FA8750-17-2-0112 (Priebe): 10/01/2016 - 09/30/2020

The goal is to develop theory & methods for generating a discoverable archive of data modeling primitives and for automatically selecting model primitives and for composing selected primitives into complex modeling pipelines based on user-specified data and outcome(s) of interest.

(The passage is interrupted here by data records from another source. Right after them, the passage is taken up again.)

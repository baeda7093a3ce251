//! Row adapter error types.

use ledgerline_shared::AppError;
use thiserror::Error;

/// Errors that can occur while mapping a header row.
#[derive(Debug, Clone, PartialEq, Eq, Error)]
pub enum AdapterError {
    /// A required column is absent from the header row.
    #[error("Required column missing: {0}")]
    MissingColumn(&'static str),

    /// The header row has no cells at all.
    #[error("Header row is empty")]
    EmptyHeader,
}

impl AdapterError {
    /// Returns the stable error code.
    #[must_use]
    pub const fn error_code(&self) -> &'static str {
        match self {
            Self::MissingColumn(_) => "MISSING_COLUMN",
            Self::EmptyHeader => "EMPTY_HEADER",
        }
    }
}

impl From<AdapterError> for AppError {
    fn from(err: AdapterError) -> Self {
        Self::InvalidInput(err.to_string())
    }
}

The authors are grateful for the support by the XDATA program of the Defense Advanced Research Projects Agency (DARPA) administered through Air Force Research Laboratory contract FA8750-12-2-0303

Sensorimotor processing, decision-making, and internal states: towards a realistic multiscale circuit model of the larval zebrafish brain

1U19NS104653-01 (Engert): 09/01/2017 - 08/31/2022
Harvard University / Prime: NIH

The general goal of the proposal is to generate a realistic multiscale circuit model of the larval zebrafish’s brain – the multiscale virtual fish (MSVF). The model will span spatial ranges from the nanoscale at the synaptic level, to local microcircuits to inter-area connectivity - and its ultimate purpose is to explain and simulate the quantitative and qualitative nature of behavioral output across various timescales.

Connectome Coding at the Synaptic Scale

Vogelstein: 1/01/2018 - 12/31/2019
Schmidt Sciences

This project will study learning and plasticity at an unprecedented scale, revealing the dynamics of large populations of synapses comprising an entire local cortical circuit. No previously conducted experiment could answer the questions about the dynamics of large populations of synapses, which is crucial to the learning process.

Lifelong Learning Forests

FA8650-18-2-7834 (Vogelstein): 11/1/2017 - 10/31/2021

Our Lifelong Learning Forests (L2Fs) will learn continuously, selectively adapting to new environments and circumstances utilizing top-down feedback to impact low-level processing, with provable statistical guarantees, while maintaining computational tractability at scale.

This work is graciously supported by the Defense Advanced Research Projects Agency (DARPA) Lifelong Learning Machines program through contract FA8650-18-2-7834.

Continual Learning Across Synapses, Circuits, and Brain Areas

FA8650-18-2-7834 (Tolias): 11/1/2017 - 10/31/2021

Our primary goal will be to develop the pre-processing analysis pipeline for the imaging data collected in this project.

This research has been supported by the Lifelong Learning Machines (L2M) program of the Defence Advanced Research Projects Agency (DARPA) via contract number HR0011-18-2-0025

SemiSynBio: Collaborative Research: YeastOns: Neural Networks Implemented in Communication Yeast Cells

NSF 1807546 (Schulman): 07/16/2018 - 06/30/2021

The goal is to provide neuroscience and machine learning expertise to guide the design of the computational learning capabilities of the system.